The evidence establishes that IRA Gadway waived the § 6662 accuracy-related penalty. IRA Gadway's June 14, 2010, letter states that previous penalties would be waived for signing the accompanying Form 4549 documents. (Doc. 34-1) at 3-5, 25-27, and 46-48. The accompanying 4549 documents assess the § 6662 penalty.

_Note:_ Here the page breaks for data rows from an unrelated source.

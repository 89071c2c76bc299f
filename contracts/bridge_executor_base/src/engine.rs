//! Action execution engine
//!
//! Runs the actions of one set in order. Each action resolves to a function
//! symbol and an argument list, then is dispatched one of three ways:
//!
//! - targets equal to the executor itself run internally inside a self-call
//!   frame, the only place where `OnlyCallableByThis` operations succeed
//!   (contracts cannot re-enter themselves on Soroban);
//! - `with_delegatecall = false`: `value` is transferred to the target, then
//!   the target is invoked in its own context;
//! - `with_delegatecall = true`: nothing moves at the call boundary; the
//!   executor instead authorizes, as itself, a `transfer` of `value` to the
//!   target for the duration of the call.
//!
//! A failing sub-call is never caught. It aborts the enclosing invocation with
//! its original error, which also rolls back `executed = true`.

use soroban_sdk::{
    auth::{ContractContext, InvokerContractAuthEntry, SubContractInvocation},
    token::TokenClient,
    vec,
    xdr::FromXdr,
    Address, Bytes, Env, IntoVal, String, Symbol, TryFromVal, Val, Vec,
};

use crate::auth::SelfAmendable;
use crate::error::ExecutorError;
use crate::executor;
use crate::storage;
use crate::types::{ActionsSet, ExecutorConfig};

/// Soroban symbols are at most 32 characters long
const MAX_SYMBOL_LEN: usize = 32;

/// Run every action of `actions_set` and collect the raw return values
pub fn run_actions_set<A: SelfAmendable>(
    env: &Env,
    config: &ExecutorConfig,
    actions_set: &ActionsSet,
) -> Result<Vec<Val>, ExecutorError> {
    let this = env.current_contract_address();
    let mut returned_data = Vec::new(env);

    for i in 0..actions_set.len() {
        let target = actions_set.targets.get_unchecked(i);
        let value = actions_set.values.get_unchecked(i);
        let (function, args) = resolve_call(
            env,
            &actions_set.signatures.get_unchecked(i),
            &actions_set.calldatas.get_unchecked(i),
        )?;

        let result: Val = if target == this {
            dispatch_self_call::<A>(env, &function, &args)?;
            ().into_val(env)
        } else if actions_set.with_delegatecalls.get_unchecked(i) {
            if value > 0 {
                authorize_transfer(env, &config.native_asset, &this, &target, value);
            }
            env.invoke_contract::<Val>(&target, &function, args)
        } else {
            if value > 0 {
                TokenClient::new(env, &config.native_asset).transfer(&this, &target, &value);
            }
            env.invoke_contract::<Val>(&target, &function, args)
        };

        returned_data.push_back(result);
    }

    Ok(returned_data)
}

/// Split an action into the function to invoke and its arguments
///
/// A non-empty `signature` names the function and `calldata` holds the XDR
/// argument list (empty means no arguments). An empty `signature` means
/// `calldata` is an XDR list whose head is the function symbol.
pub fn resolve_call(
    env: &Env,
    signature: &String,
    calldata: &Bytes,
) -> Result<(Symbol, Vec<Val>), ExecutorError> {
    if signature.is_empty() {
        if calldata.is_empty() {
            return Err(ExecutorError::InvalidCalldata);
        }
        let parts = decode_args(env, calldata)?;
        let head = parts.get(0).ok_or(ExecutorError::InvalidCalldata)?;
        let function =
            Symbol::try_from_val(env, &head).map_err(|_| ExecutorError::InvalidCalldata)?;
        return Ok((function, parts.slice(1..)));
    }

    let function = symbol_from_string(env, signature)?;
    let args = if calldata.is_empty() {
        Vec::new(env)
    } else {
        decode_args(env, calldata)?
    };
    Ok((function, args))
}

/// Well-formed XDR of any other type is `InvalidCalldata`; malformed XDR traps the host
fn decode_args(env: &Env, calldata: &Bytes) -> Result<Vec<Val>, ExecutorError> {
    Vec::<Val>::from_xdr(env, calldata).map_err(|_| ExecutorError::InvalidCalldata)
}

fn symbol_from_string(env: &Env, name: &String) -> Result<Symbol, ExecutorError> {
    let len = name.len() as usize;
    if len == 0 || len > MAX_SYMBOL_LEN {
        return Err(ExecutorError::InvalidSignature);
    }

    let mut buf = [0u8; MAX_SYMBOL_LEN];
    let buf = &mut buf[..len];
    name.copy_into_slice(buf);
    if !buf.iter().all(|c| c.is_ascii_alphanumeric() || *c == b'_') {
        return Err(ExecutorError::InvalidSignature);
    }

    let name = core::str::from_utf8(buf).map_err(|_| ExecutorError::InvalidSignature)?;
    Ok(Symbol::new(env, name))
}

/// Let `target` move `value` of the executor's native asset during the next call
fn authorize_transfer(env: &Env, native_asset: &Address, this: &Address, target: &Address, value: i128) {
    env.authorize_as_current_contract(vec![
        env,
        InvokerContractAuthEntry::Contract(SubContractInvocation {
            context: ContractContext {
                contract: native_asset.clone(),
                fn_name: Symbol::new(env, "transfer"),
                args: (this.clone(), target.clone(), value).into_val(env),
            },
            sub_invocations: Vec::new(env),
        }),
    ]);
}

// ============================================================================
// Self-Call Dispatch
// ============================================================================

fn dispatch_self_call<A: SelfAmendable>(
    env: &Env,
    function: &Symbol,
    args: &Vec<Val>,
) -> Result<(), ExecutorError> {
    storage::enter_self_call(env);
    let result = dispatch_base(env, function, args)
        .or_else(|| A::dispatch_self_call(env, function, args))
        .unwrap_or(Err(ExecutorError::UnsupportedSelfCall));
    storage::exit_self_call(env);
    result
}

fn dispatch_base(env: &Env, function: &Symbol, args: &Vec<Val>) -> Option<Result<(), ExecutorError>> {
    let result = if *function == Symbol::new(env, "update_guardian") {
        single_arg(env, args).and_then(|guardian| executor::update_guardian(env, guardian))
    } else if *function == Symbol::new(env, "update_delay") {
        single_arg(env, args).and_then(|delay| executor::update_delay(env, delay))
    } else if *function == Symbol::new(env, "update_grace_period") {
        single_arg(env, args).and_then(|period| executor::update_grace_period(env, period))
    } else if *function == Symbol::new(env, "update_minimum_delay") {
        single_arg(env, args).and_then(|delay| executor::update_minimum_delay(env, delay))
    } else if *function == Symbol::new(env, "update_maximum_delay") {
        single_arg(env, args).and_then(|delay| executor::update_maximum_delay(env, delay))
    } else if *function == Symbol::new(env, "upgrade") {
        single_arg(env, args).and_then(|hash| executor::upgrade(env, hash))
    } else {
        return None;
    };
    Some(result)
}

/// Decode the only argument of a self-targeting action
pub fn single_arg<T>(env: &Env, args: &Vec<Val>) -> Result<T, ExecutorError>
where
    T: TryFromVal<Env, Val>,
{
    if args.len() != 1 {
        return Err(ExecutorError::InvalidCalldata);
    }
    let val = args.get(0).ok_or(ExecutorError::InvalidCalldata)?;
    T::try_from_val(env, &val).map_err(|_| ExecutorError::InvalidCalldata)
}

The Court notes the unsettled question whether the representations of an IRS revenue agent, like IRA Gadway, can bind the IRS to informal settlements of tax disputes. See Browning, 630 F.2d at 702 ("It is fundamental that the United States is not estopped by representations made by an agent without authority to bind the government in a transaction."); Massaglia v. Comm'r, 286 F.2d 258, 262 (10th Cir. 1961) ("But neither the duty of consistency, nor the principles of equitable estoppel bind the Commissioner to unauthorized acts of his agents"); Shafmaster, 707 F.3d at 136 ("It does not appear that any circuit has used an informal tax settlement to bind the government under estoppel principles, although it also appears that the question simply may never have been addressed."); see also Meyers v. Comm'r, 79 F.3d 1150 (Table), 1996 WL 116818, at *2 ("As a Revenue Officer, Roberts was not authorized to enter into a binding agreement with the Meyers. The Meyers were charged with knowing Roberts' limited authority so they cannot demonstrate that their reliance was reasonable. Since only a private letter ruling or a closing agreement by authorized agents bind the government, and because the Meyers did not obtain such documentation, their estoppel claim fails").

Plaintiffs argue the § 6707A penalty also was waived and they offer the deposition testimony from Mr. Bivins, who testified that IRA Gadway represented to him that IRA Gadway had settlement authority on behalf of the IRS. (Doc. 37-1) at 7 (depo. at 72). Mr. Bivins also testified that he discussed the § 6707A penalty with IRA Gadway and that there were previous examination change reports, presumably Form 4549 documents, assessing a § 6707A penalty. Id. at 2 (depo. at 27); id. at 3-5 (depo. at 29-31). While this Court considers the evidence, including the documents, in the light most favorable to Plaintiffs, it concludes Mr. Bivins' reliance was not reasonable, specifically that the § 6707A penalty was included in a Form 4549 document prior to IRA Gadway's June 14, 2010, letter. Thus, based on the evidence before the Court, a reasonable jury could only find that IRA Gadway's June 14, 2010, letter waived the § 6662 penalty, and not the § 6707A penalty.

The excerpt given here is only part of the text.